Adrian Acevedo-Hernandez, 36, Jose Luis Montufar-Canales, 31, and J. Nemias Reyes Marin, 31, are scheduled to go to trial Nov. 17 in U.S. District Court in Las Vegas.
All three are charged with being an illegal alien in possession of a firearm. Acevedo-Hernandez also is charged with violating the Migratory Bird Treaty Act in connection with the investigation that began nearly two years ago and was aided by tips and photographs obtained through Facebook and other social media, state officials said.
A federal grand jury in Las Vegas indicted the men in July. The indictment remains under seal pending trial.
“We followed one lead into another in what seemed to be a bottomless supply of wildlife crime,” said Tyler Turnipseed, Nevada’s chief game warden.

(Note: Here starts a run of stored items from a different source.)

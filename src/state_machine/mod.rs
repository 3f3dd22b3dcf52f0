// State machine module for docking task life cycles
//
// Task status moves PENDING -> RUNNING -> {SUCCEEDED | FAILED} with an
// orthogonal CANCELLED edge from PENDING or RUNNING. Run and batch statuses
// are derived, see orchestration::status_aggregator.

pub mod errors;
pub mod events;
pub mod states;
pub mod task_state_machine;

pub use errors::{StateMachineError, StateMachineResult};
pub use events::TaskEvent;
pub use states::{ConformerStatus, LigandStatus, RunStatus, StateParseError, TaskState};
pub use task_state_machine::{TaskStateMachine, CANCELLED_BY_USER};
//! # Docking Core Configuration
//!
//! Typed configuration for the orchestration engine. Every section has
//! compiled defaults so an empty environment yields a working in-memory
//! setup; files and environment variables only override.
//!
//! ## Usage
//!
//! ```rust,no_run
//! use docking_core::config::ConfigManager;
//!
//! # fn main() -> Result<(), Box<dyn std::error::Error>> {
//! let manager = ConfigManager::load()?;
//! let retries = manager.config().execution.max_retries;
//! # Ok(())
//! # }
//! ```

pub mod error;
pub mod loader;

use serde::{Deserialize, Serialize};
use std::collections::BTreeMap;
use std::path::PathBuf;
use std::time::Duration;

pub use error::{ConfigResult, ConfigurationError};
pub use loader::ConfigManager;

use crate::constants::presets;
use crate::models::{PocketMethod, RunOptions};

#[derive(Debug, Clone, Default, PartialEq, Serialize, Deserialize)]
#[serde(default)]
pub struct DockingConfig {
    pub storage: StorageConfig,
    pub pocket: PocketConfig,
    pub execution: ExecutionConfig,
    pub backoff: BackoffConfig,
    pub engine: EngineConfig,
    pub seed: SeedConfig,
    /// Named option bundles; names are matched case-insensitively
    pub presets: PresetTable,
}

#[derive(Debug, Clone, Copy, Default, PartialEq, Eq, Serialize, Deserialize)]
#[serde(rename_all = "lowercase")]
pub enum StorageBackend {
    #[default]
    Memory,
    Postgres,
}

#[derive(Debug, Clone, PartialEq, Serialize, Deserialize)]
#[serde(default)]
pub struct StorageConfig {
    pub backend: StorageBackend,
    /// Required when `backend = "postgres"`
    pub database_url: Option<String>,
    pub max_connections: u32,
    /// Root of the artifact (object) store
    pub object_store_root: PathBuf,
    /// Root of the protein library; receptor paths are relative to it
    pub protein_library_root: PathBuf,
}

impl Default for StorageConfig {
    fn default() -> Self {
        Self {
            backend: StorageBackend::Memory,
            database_url: None,
            max_connections: 10,
            object_store_root: PathBuf::from("data/objects"),
            protein_library_root: PathBuf::from("data/proteins"),
        }
    }
}

/// Binding-box heuristic constants, in Ångström
#[derive(Debug, Clone, PartialEq, Serialize, Deserialize)]
#[serde(default)]
pub struct PocketConfig {
    pub padding: f64,
    pub min_size: f64,
    pub default_size: f64,
    pub default_method: PocketMethod,
}

impl Default for PocketConfig {
    fn default() -> Self {
        Self {
            padding: 6.0,
            min_size: 18.0,
            default_size: 20.0,
            default_method: PocketMethod::Auto,
        }
    }
}

#[derive(Debug, Clone, PartialEq, Serialize, Deserialize)]
#[serde(default)]
pub struct ExecutionConfig {
    /// Concurrent deliveries per worker pool
    pub worker_concurrency: usize,
    /// Cooperative abort after this many seconds
    pub soft_timeout_seconds: u64,
    /// Delivery future dropped after this many seconds
    pub hard_timeout_seconds: u64,
    /// Redeliveries after the first attempt for retryable failures
    pub max_retries: u32,
    /// Stored task errors are truncated to this many characters
    pub max_error_chars: usize,
}

impl Default for ExecutionConfig {
    fn default() -> Self {
        Self {
            worker_concurrency: 4,
            soft_timeout_seconds: 300,
            hard_timeout_seconds: 330,
            max_retries: 2,
            max_error_chars: 1000,
        }
    }
}

impl ExecutionConfig {
    pub fn soft_timeout(&self) -> Duration {
        Duration::from_secs(self.soft_timeout_seconds)
    }

    pub fn hard_timeout(&self) -> Duration {
        Duration::from_secs(self.hard_timeout_seconds)
    }
}

/// Dispatch-layer retry delays
#[derive(Debug, Clone, PartialEq, Serialize, Deserialize)]
#[serde(default)]
pub struct BackoffConfig {
    pub base_delay_ms: u64,
    pub multiplier: f64,
    pub max_delay_ms: u64,
}

impl Default for BackoffConfig {
    fn default() -> Self {
        Self {
            base_delay_ms: 1000,
            multiplier: 2.0,
            max_delay_ms: 60_000,
        }
    }
}

impl BackoffConfig {
    /// Delay before redelivery number `attempt` (1-based), capped at the maximum
    pub fn delay_for_attempt(&self, attempt: u32) -> Duration {
        let exponent = attempt.saturating_sub(1).min(32) as i32;
        let millis = self.base_delay_ms as f64 * self.multiplier.powi(exponent);
        let capped = millis.min(self.max_delay_ms as f64).max(0.0);
        Duration::from_millis(capped as u64)
    }
}

#[derive(Debug, Clone, Copy, Default, PartialEq, Eq, Serialize, Deserialize)]
#[serde(rename_all = "lowercase")]
pub enum EngineKind {
    /// Deterministic scores, no external binaries
    #[default]
    Mock,
    /// External AutoDock Vina process
    Vina,
}

#[derive(Debug, Clone, Copy, Default, PartialEq, Eq, Serialize, Deserialize)]
#[serde(rename_all = "lowercase")]
pub enum PreparerKind {
    #[default]
    Placeholder,
    Obabel,
}

#[derive(Debug, Clone, PartialEq, Serialize, Deserialize)]
#[serde(default)]
pub struct EngineConfig {
    pub kind: EngineKind,
    pub vina_binary: String,
    /// Kill the docking process after this many seconds; unset means no limit
    pub process_timeout_seconds: Option<u64>,
    pub preparer: PreparerKind,
    pub obabel_binary: String,
}

impl Default for EngineConfig {
    fn default() -> Self {
        Self {
            kind: EngineKind::Mock,
            vina_binary: "vina".to_string(),
            process_timeout_seconds: None,
            preparer: PreparerKind::Placeholder,
            obabel_binary: "obabel".to_string(),
        }
    }
}

impl EngineConfig {
    pub fn process_timeout(&self) -> Option<Duration> {
        self.process_timeout_seconds.map(Duration::from_secs)
    }
}

#[derive(Debug, Clone, PartialEq, Serialize, Deserialize)]
#[serde(default)]
pub struct SeedConfig {
    /// Load the protein manifest on startup when the store has no proteins
    pub enabled: bool,
    /// Overrides `<protein_library_root>/manifest.json`
    pub manifest_path: Option<PathBuf>,
}

impl Default for SeedConfig {
    fn default() -> Self {
        Self {
            enabled: true,
            manifest_path: None,
        }
    }
}

/// Preset name to option set
#[derive(Debug, Clone, PartialEq, Serialize, Deserialize)]
#[serde(transparent)]
pub struct PresetTable(pub BTreeMap<String, RunOptions>);

impl Default for PresetTable {
    fn default() -> Self {
        let mut table = BTreeMap::new();
        table.insert(
            presets::FAST.to_string(),
            RunOptions {
                num_conformers: 5,
                exhaustiveness: 4,
                num_poses: 5,
            },
        );
        table.insert(
            presets::BALANCED.to_string(),
            RunOptions {
                num_conformers: 15,
                exhaustiveness: 8,
                num_poses: 10,
            },
        );
        table.insert(
            presets::THOROUGH.to_string(),
            RunOptions {
                num_conformers: 30,
                exhaustiveness: 16,
                num_poses: 20,
            },
        );
        Self(table)
    }
}

impl DockingConfig {
    /// Validate cross-field constraints after all sources are merged
    pub fn validate(&self) -> ConfigResult<()> {
        if self.storage.backend == StorageBackend::Postgres
            && self
                .storage
                .database_url
                .as_deref()
                .map_or(true, |url| url.trim().is_empty())
        {
            return Err(ConfigurationError::validation_error(
                "storage.database_url is required for the postgres backend",
            ));
        }

        if self.storage.max_connections == 0 {
            return Err(ConfigurationError::invalid_value(
                "storage.max_connections",
                self.storage.max_connections,
                "must be at least 1",
            ));
        }

        for (field, value) in [
            ("pocket.padding", self.pocket.padding),
            ("pocket.min_size", self.pocket.min_size),
            ("pocket.default_size", self.pocket.default_size),
        ] {
            if !value.is_finite() || value < 0.0 {
                return Err(ConfigurationError::invalid_value(
                    field,
                    value,
                    "must be a finite non-negative length",
                ));
            }
        }

        if self.pocket.default_size <= 0.0 {
            return Err(ConfigurationError::invalid_value(
                "pocket.default_size",
                self.pocket.default_size,
                "fallback box must have a positive edge",
            ));
        }

        if self.execution.worker_concurrency == 0 {
            return Err(ConfigurationError::invalid_value(
                "execution.worker_concurrency",
                self.execution.worker_concurrency,
                "must be at least 1",
            ));
        }

        if self.execution.hard_timeout_seconds < self.execution.soft_timeout_seconds {
            return Err(ConfigurationError::invalid_value(
                "execution.hard_timeout_seconds",
                self.execution.hard_timeout_seconds,
                "hard limit must not be below the soft limit",
            ));
        }

        if self.backoff.multiplier < 1.0 {
            return Err(ConfigurationError::invalid_value(
                "backoff.multiplier",
                self.backoff.multiplier,
                "must be >= 1.0",
            ));
        }

        if self.presets.0.is_empty() {
            return Err(ConfigurationError::validation_error(
                "at least one preset must be configured",
            ));
        }

        for (name, options) in &self.presets.0 {
            if options.num_conformers == 0 || options.exhaustiveness == 0 || options.num_poses == 0
            {
                return Err(ConfigurationError::invalid_value(
                    format!("presets.{name}"),
                    format!(
                        "{}/{}/{}",
                        options.num_conformers, options.exhaustiveness, options.num_poses
                    ),
                    "every option must be at least 1",
                ));
            }
        }

        Ok(())
    }
}

#[cfg(test)]
mod tests {
    use super::*;

    #[test]
    fn test_defaults_validate() {
        let config = DockingConfig::default();
        assert!(config.validate().is_ok());
        assert_eq!(config.pocket.padding, 6.0);
        assert_eq!(config.pocket.min_size, 18.0);
        assert_eq!(config.pocket.default_size, 20.0);
        assert_eq!(config.execution.max_retries, 2);
        assert_eq!(config.presets.0.len(), 3);
    }

    #[test]
    fn test_postgres_backend_requires_url() {
        let mut config = DockingConfig::default();
        config.storage.backend = StorageBackend::Postgres;
        assert!(matches!(
            config.validate(),
            Err(ConfigurationError::ValidationError { .. })
        ));

        config.storage.database_url = Some("postgresql://localhost/docking".to_string());
        assert!(config.validate().is_ok());
    }

    #[test]
    fn test_hard_timeout_below_soft_is_rejected() {
        let mut config = DockingConfig::default();
        config.execution.hard_timeout_seconds = 10;
        assert!(config.validate().is_err());
    }

    #[test]
    fn test_backoff_is_exponential_and_capped() {
        let backoff = BackoffConfig {
            base_delay_ms: 100,
            multiplier: 2.0,
            max_delay_ms: 500,
        };
        assert_eq!(backoff.delay_for_attempt(1), Duration::from_millis(100));
        assert_eq!(backoff.delay_for_attempt(2), Duration::from_millis(200));
        assert_eq!(backoff.delay_for_attempt(3), Duration::from_millis(400));
        assert_eq!(backoff.delay_for_attempt(4), Duration::from_millis(500));
        assert_eq!(backoff.delay_for_attempt(40), Duration::from_millis(500));
    }
}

Game warden Cameron Waithman said the investigation determined Acevedo-Hernandez, Montufar-Canales and Marin all had used false information to unlawfully apply for resident hunting licenses and tags. He said the state turned the case over to federal agents after the three were convicted earlier this year on state misdemeanor charges in Churchill, Lincoln and Elko counties.
Investigators with search warrants recovered more than a half-dozen firearms and ammunition, butchering tools, deer meat and “deer parts,” Waithman said.
“Some of it I’m sure they ate and some of it was just the thrill of killing — what we call ‘thrill kills,” he said Monday.
Waithman said he couldn’t’ comment about how many animals may were killed illegally “because we don’t want to jeopardize the federal end of it before it is done, but it’s a lot.”
A morning dove, an American widgeon duck and three green-winged teal ducks were among the waterfowl recovered that are protected under the federal act, court records show.
Las Vegas defense attorneys Bennair Bateman and David Fischer — who are listed in court documents as representing the suspects — did not immediately respond to requests for comment on Monday.
NDOW spokesman Edwin Lygar said the probe began last year when they arrested a 30-year-old Lincoln County man, Jose Manuel Ortega-Torres, on a charge of unlawful possession of two mule deer killed May 2013 on a farm near Hiko about 100 miles north of Las Vegas.
“We never considered him (Ortega-Torres) part of the ring,” Lygar said Monday. “The other three guys we felt were systematically violating wildlife laws.”